У Анны Ахматовой в поэме «Реквием» есть пронзительные строки, которые отражают трагедию народа:
Уводили тебя на рассвете,
За тобой, как на выносе, шла,
В темной горнице плакали дети,
У божницы свеча оплыла.
На губах твоих холод иконки,
Смертный пот на челе...
Не забыть!
Буду я, как стрелецкие женки,
Под кремлевскими башнями выть.
Сколько же было сил в этой женщине, ведь казнью мужа, мучения не закончились: осатаневшие от вседозволенности и крови, мучители глумились и издевались, постоянно напоминая, что она жена врага народа, заставляли выполнять самую тяжелую работу, морили голодом, односельчане в страхе сторонились, боясь такой же участи:
Узнала я, как опадают лица,
Как из-под век выглядывает страх,
Как клинописи жесткие страницы
Страдание выводит на щеках,
Как локоны из пепельных и черных
Серебряными делаются вдруг,
Улыбка вянет на губах покорных,
И в сухоньком смешке дрожит испуг…
Но, как вспоминала бабушка, добрых людей было много, тайком, по ночам кто-то приносил к старой избенке, в которой разрешили жить, то банку молока, то, бережно завернутый в тряпку, кусок хлеба. Затем местные «активисты» дабы доказать свое «усердие» и «преданность» её и детей выгнали из села на заимку. Пока бабушка была на работе, голодные дети ходили по полям, отыскивая мерзлую картошку и колоски пшеницы, но их выслеживали, давили лошадьми, стегали нагайками. Самая младшая дочка, ослабевшая от голода, заболела и умерла.
Я часто читаю уголовное дело деда, реабилитированного в 1958 году. Уголовное дело в 17 листов – один донос, один допрос, письма родственников с просьбой о пересмотре дела и приговор Особой Тройки УНКВД - расстрел. Боль. Снова боль безжалостно сжимает сердце. За что?!

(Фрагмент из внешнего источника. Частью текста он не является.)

// Copyright (c) 2025 Felix Kahle.
//
// Permission is hereby granted, free of charge, to any person obtaining
// a copy of this software and associated documentation files (the
// "Software"), to deal in the Software without restriction, including
// without limitation the rights to use, copy, modify, merge, publish,
// distribute, sublicense, and/or sell copies of the Software, and to
// permit persons to whom the Software is furnished to do so, subject to
// the following conditions:
//
// The above copyright notice and this permission notice shall be
// included in all copies or substantial portions of the Software.
//
// THE SOFTWARE IS PROVIDED "AS IS", WITHOUT WARRANTY OF ANY KIND,
// EXPRESS OR IMPLIED, INCLUDING BUT NOT LIMITED TO THE WARRANTIES OF
// MERCHANTABILITY, FITNESS FOR A PARTICULAR PURPOSE AND
// NONINFRINGEMENT. IN NO EVENT SHALL THE AUTHORS OR COPYRIGHT HOLDERS BE
// LIABLE FOR ANY CLAIM, DAMAGES OR OTHER LIABILITY, WHETHER IN AN ACTION
// OF CONTRACT, TORT OR OTHERWISE, ARISING FROM, OUT OF OR IN CONNECTION
// WITH THE SOFTWARE OR THE USE OR OTHER DEALINGS IN THE SOFTWARE.

//! # Crossing Solver Facade
//!
//! A high-level entry point that validates a configuration, assembles
//! the monitor stack, and delegates to the uniform-cost engine.
//!
//! ## Motivation
//!
//! The engine accepts any model and reports unreachable goals as an
//! outcome, which is the right behavior for a search component but the
//! wrong interface for callers: an instance with one seat or a
//! non-positive cost is a configuration mistake that deserves an error
//! before any work is done. The facade draws that line, and it owns the
//! assembly of optional time and step limits so callers configure
//! limits once instead of wiring monitors by hand.
//!
//! ## Usage
//!
//! ```rust
//! use causeway_model::{index::AgentIndex, model::CrossingModelBuilder};
//! use causeway_solver::solver::SolverBuilder;
//!
//! let mut builder = CrossingModelBuilder::<i64>::new(4);
//! builder
//!     .set_agent_cost(AgentIndex::new(0), 1)
//!     .set_agent_cost(AgentIndex::new(1), 2)
//!     .set_agent_cost(AgentIndex::new(2), 5)
//!     .set_agent_cost(AgentIndex::new(3), 8);
//! let model = builder.build();
//!
//! let solver = SolverBuilder::new().build();
//! let outcome = solver.solve(&model).expect("valid configuration");
//! assert!(outcome.is_optimal());
//! assert_eq!(outcome.plan().unwrap().total_cost(), 15);
//! ```

use causeway_model::{index::AgentIndex, model::CrossingModel};
use causeway_search::{
    engine::UniformCostEngine,
    monitor::{
        composite::CompositeMonitor, step_limit::StepLimitMonitor, time_limit::TimeLimitMonitor,
    },
    num::CostNumeric,
    result::SearchOutcome,
};

/// The error type for configuration validation.
///
/// A configuration error is the caller's mistake, surfaced before the
/// search begins; it is fatal to that call and not recoverable locally.
#[derive(Debug, Clone, PartialEq, Eq)]
pub enum ConfigurationError {
    /// The transfer capacity is below two, so no agent could ever bring
    /// the resource back for the others.
    CapacityTooSmall { capacity: usize },
    /// The model holds no agents.
    EmptyAgentSet,
    /// The specified agent has a non-positive transfer cost.
    NonPositiveAgentCost { agent: AgentIndex },
}

impl std::fmt::Display for ConfigurationError {
    fn fmt(&self, f: &mut std::fmt::Formatter<'_>) -> std::fmt::Result {
        match self {
            Self::CapacityTooSmall { capacity } => {
                write!(f, "Transfer capacity must be at least 2, got {}", capacity)
            }
            Self::EmptyAgentSet => write!(f, "The agent set must not be empty"),
            Self::NonPositiveAgentCost { agent } => {
                write!(f, "Agent {} has a non-positive cost", agent.get())
            }
        }
    }
}

impl std::error::Error for ConfigurationError {}

/// Validates a model for solving: capacity of at least two, a non-empty
/// agent set, and strictly positive costs.
fn validate_configuration<T>(model: &CrossingModel<T>) -> Result<(), ConfigurationError>
where
    T: CostNumeric,
{
    if model.capacity() < 2 {
        return Err(ConfigurationError::CapacityTooSmall {
            capacity: model.capacity(),
        });
    }
    if model.num_agents() == 0 {
        return Err(ConfigurationError::EmptyAgentSet);
    }
    for (index, &cost) in model.agent_costs().iter().enumerate() {
        if cost <= T::zero() {
            return Err(ConfigurationError::NonPositiveAgentCost {
                agent: AgentIndex::new(index),
            });
        }
    }
    Ok(())
}

/// The high-level solver: validates the configuration, assembles the
/// configured monitors, and runs the uniform-cost engine.
///
/// The solver holds no per-run state, so one instance may serve any
/// number of independent solve calls, including concurrently.
#[derive(Debug, Clone, Default)]
pub struct CrossingSolver {
    time_limit: Option<std::time::Duration>,
    step_limit: Option<u64>,
}

impl CrossingSolver {
    /// Creates a new `CrossingSolver` without limits. Use
    /// `SolverBuilder` to configure time or step budgets.
    #[inline]
    pub fn new() -> Self {
        Self::default()
    }

    /// Returns the configured wall-clock limit, if any.
    #[inline]
    pub fn time_limit(&self) -> Option<std::time::Duration> {
        self.time_limit
    }

    /// Returns `true` if a wall-clock limit is configured.
    #[inline]
    pub fn has_time_limit(&self) -> bool {
        self.time_limit.is_some()
    }

    /// Returns the configured step budget, if any.
    #[inline]
    pub fn step_limit(&self) -> Option<u64> {
        self.step_limit
    }

    /// Returns `true` if a step budget is configured.
    #[inline]
    pub fn has_step_limit(&self) -> bool {
        self.step_limit.is_some()
    }

    /// Solves the given model to proven optimality.
    ///
    /// Validates the configuration first and fails without searching if
    /// the capacity is below two, the agent set is empty, or any cost
    /// is non-positive. On success the engine's outcome is returned
    /// unmodified: the search is deterministic and exhaustive, so there
    /// is nothing to retry.
    pub fn solve<T>(&self, model: &CrossingModel<T>) -> Result<SearchOutcome<T>, ConfigurationError>
    where
        T: CostNumeric,
    {
        validate_configuration(model)?;

        let mut monitor = CompositeMonitor::new();
        if let Some(limit) = self.time_limit {
            monitor.add_monitor(TimeLimitMonitor::new(limit));
        }
        if let Some(limit) = self.step_limit {
            monitor.add_monitor(StepLimitMonitor::new(limit));
        }

        let engine = UniformCostEngine::new();
        Ok(engine.search_with_monitor(model, &mut monitor))
    }
}

/// Builder for `CrossingSolver`.
#[derive(Debug, Clone, Default)]
pub struct SolverBuilder {
    time_limit: Option<std::time::Duration>,
    step_limit: Option<u64>,
}

impl SolverBuilder {
    #[inline]
    pub fn new() -> Self {
        Self::default()
    }

    /// Caps the wall-clock time of each solve call.
    #[inline]
    pub fn with_time_limit(mut self, limit: std::time::Duration) -> Self {
        self.time_limit = Some(limit);
        self
    }

    /// Caps the number of frontier pops of each solve call.
    #[inline]
    pub fn with_step_limit(mut self, limit: u64) -> Self {
        self.step_limit = Some(limit);
        self
    }

    #[inline]
    pub fn build(self) -> CrossingSolver {
        CrossingSolver {
            time_limit: self.time_limit,
            step_limit: self.step_limit,
        }
    }
}

#[cfg(test)]
mod tests {
    use super::*;
    use causeway_model::{model::CrossingModelBuilder, plan::Direction};
    use causeway_search::result::TerminationReason;

    type IntegerType = i64;

    fn ai(i: usize) -> AgentIndex {
        AgentIndex::new(i)
    }

    fn build_model(costs: &[IntegerType], capacity: usize) -> CrossingModel<IntegerType> {
        let mut builder = CrossingModelBuilder::new(costs.len());
        for (i, &cost) in costs.iter().enumerate() {
            builder.set_agent_cost(ai(i), cost);
        }
        builder.set_transfer_capacity(capacity);
        builder.build()
    }

    fn solve(costs: &[IntegerType], capacity: usize) -> IntegerType {
        let outcome = CrossingSolver::new()
            .solve(&build_model(costs, capacity))
            .expect("valid configuration");
        assert!(outcome.is_optimal());
        outcome.plan().unwrap().total_cost()
    }

    #[test]
    fn test_rejects_capacity_below_two() {
        let model = build_model(&[1, 2], 1);
        assert_eq!(
            CrossingSolver::new().solve(&model),
            Err(ConfigurationError::CapacityTooSmall { capacity: 1 })
        );
    }

    #[test]
    fn test_rejects_empty_agent_set() {
        let model = build_model(&[], 2);
        assert_eq!(
            CrossingSolver::new().solve(&model),
            Err(ConfigurationError::EmptyAgentSet)
        );
    }

    #[test]
    fn test_rejects_non_positive_costs() {
        let zero_cost = build_model(&[1, 0], 2);
        assert_eq!(
            CrossingSolver::new().solve(&zero_cost),
            Err(ConfigurationError::NonPositiveAgentCost { agent: ai(1) })
        );

        let negative_cost = build_model(&[-3, 1], 2);
        assert_eq!(
            CrossingSolver::new().solve(&negative_cost),
            Err(ConfigurationError::NonPositiveAgentCost { agent: ai(0) })
        );
    }

    #[test]
    fn test_two_agents_cross_in_one_move() {
        let model = build_model(&[1, 2], 2);
        let outcome = CrossingSolver::new().solve(&model).unwrap();

        let plan = outcome.plan().unwrap();
        assert_eq!(plan.total_cost(), 2);
        assert_eq!(plan.num_moves(), 1);
        assert_eq!(plan.moves()[0].direction(), Direction::Forward);
        assert_eq!(plan.moves()[0].agents(), &[ai(0), ai(1)]);
    }

    #[test]
    fn test_classic_four_agent_instance_costs_fifteen() {
        assert_eq!(solve(&[1, 2, 5, 8], 2), 15);
    }

    #[test]
    fn test_three_unit_cost_agents_cost_three() {
        assert_eq!(solve(&[1, 1, 1], 2), 3);
    }

    #[test]
    fn test_capacity_matching_agent_count_costs_the_maximum() {
        assert_eq!(solve(&[3, 1, 4, 1, 5], 5), 5);
    }

    #[test]
    fn test_returned_plans_replay_cleanly() {
        for (costs, capacity) in [
            (vec![1, 2, 5, 8], 2),
            (vec![1, 1, 1], 2),
            (vec![2, 3, 7, 11, 13], 3),
            (vec![10, 20, 25], 3),
        ] {
            let model = build_model(&costs, capacity);
            let outcome = CrossingSolver::new().solve(&model).unwrap();
            let plan = outcome.plan().unwrap();

            assert_eq!(plan.validate(&model), Ok(()));

            let sum: IntegerType = plan.moves().iter().map(|step| step.cost()).sum();
            assert_eq!(plan.total_cost(), sum);
        }
    }

    #[test]
    fn test_solving_twice_yields_the_identical_plan() {
        let model = build_model(&[1, 2, 5, 8], 2);
        let solver = CrossingSolver::new();

        let first = solver.solve(&model).unwrap();
        let second = solver.solve(&model).unwrap();
        assert_eq!(first.plan(), second.plan());
        assert_eq!(first.reason(), second.reason());
    }

    #[test]
    fn test_raising_one_cost_never_lowers_the_optimum() {
        let baseline_costs = [1, 2, 5, 8];
        let baseline = solve(&baseline_costs, 2);

        for agent in 0..baseline_costs.len() {
            for bump in [1, 3, 10] {
                let mut raised = baseline_costs;
                raised[agent] += bump;
                assert!(
                    solve(&raised, 2) >= baseline,
                    "raising the cost of agent {} by {} lowered the optimum",
                    agent,
                    bump
                );
            }
        }
    }

    #[test]
    fn test_step_limit_surfaces_as_aborted_outcome() {
        let model = build_model(&[1, 2, 5, 8], 2);
        let solver = SolverBuilder::new().with_step_limit(1).build();
        assert!(solver.has_step_limit());

        let outcome = solver.solve(&model).unwrap();
        assert!(outcome.is_aborted());
        match outcome.reason() {
            TerminationReason::Aborted(reason) => {
                assert!(reason.contains("step limit"), "unexpected: {reason}");
            }
            other => panic!("expected Aborted, got {:?}", other),
        }
    }

    #[test]
    fn test_generous_limits_do_not_disturb_the_search() {
        let model = build_model(&[1, 2, 5, 8], 2);
        let solver = SolverBuilder::new()
            .with_time_limit(std::time::Duration::from_secs(3600))
            .with_step_limit(1_000_000)
            .build();

        let outcome = solver.solve(&model).unwrap();
        assert!(outcome.is_optimal());
        assert_eq!(outcome.plan().unwrap().total_cost(), 15);
    }

    #[test]
    fn test_builder_defaults_have_no_limits() {
        let solver = SolverBuilder::new().build();
        assert!(!solver.has_time_limit());
        assert!(!solver.has_step_limit());
        assert_eq!(solver.time_limit(), None);
        assert_eq!(solver.step_limit(), None);
    }

    #[test]
    fn test_error_display() {
        assert_eq!(
            format!("{}", ConfigurationError::CapacityTooSmall { capacity: 1 }),
            "Transfer capacity must be at least 2, got 1"
        );
        assert_eq!(
            format!("{}", ConfigurationError::EmptyAgentSet),
            "The agent set must not be empty"
        );
        assert_eq!(
            format!("{}", ConfigurationError::NonPositiveAgentCost { agent: ai(2) }),
            "Agent 2 has a non-positive cost"
        );
    }
}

Да и что же такое ответить могли
Палачи - своим выжившим жертвам,
Не успевшим упасть под гортанное «Пли!»,
Уцелевшим ли, павшим ли, мёртвым
Что ответить - лежащим в безвестных полях,
Вдоль несчётных дорог и каналов,
Где шумят о погибших теперь тополя,
Что же им, палачам, своим жертвам сказать,
Тем, которых убили их пули?
– Говорят, время лечит. Говорят, надо простить, понять, забыть. Но не получается забыть, нельзя, невозможно.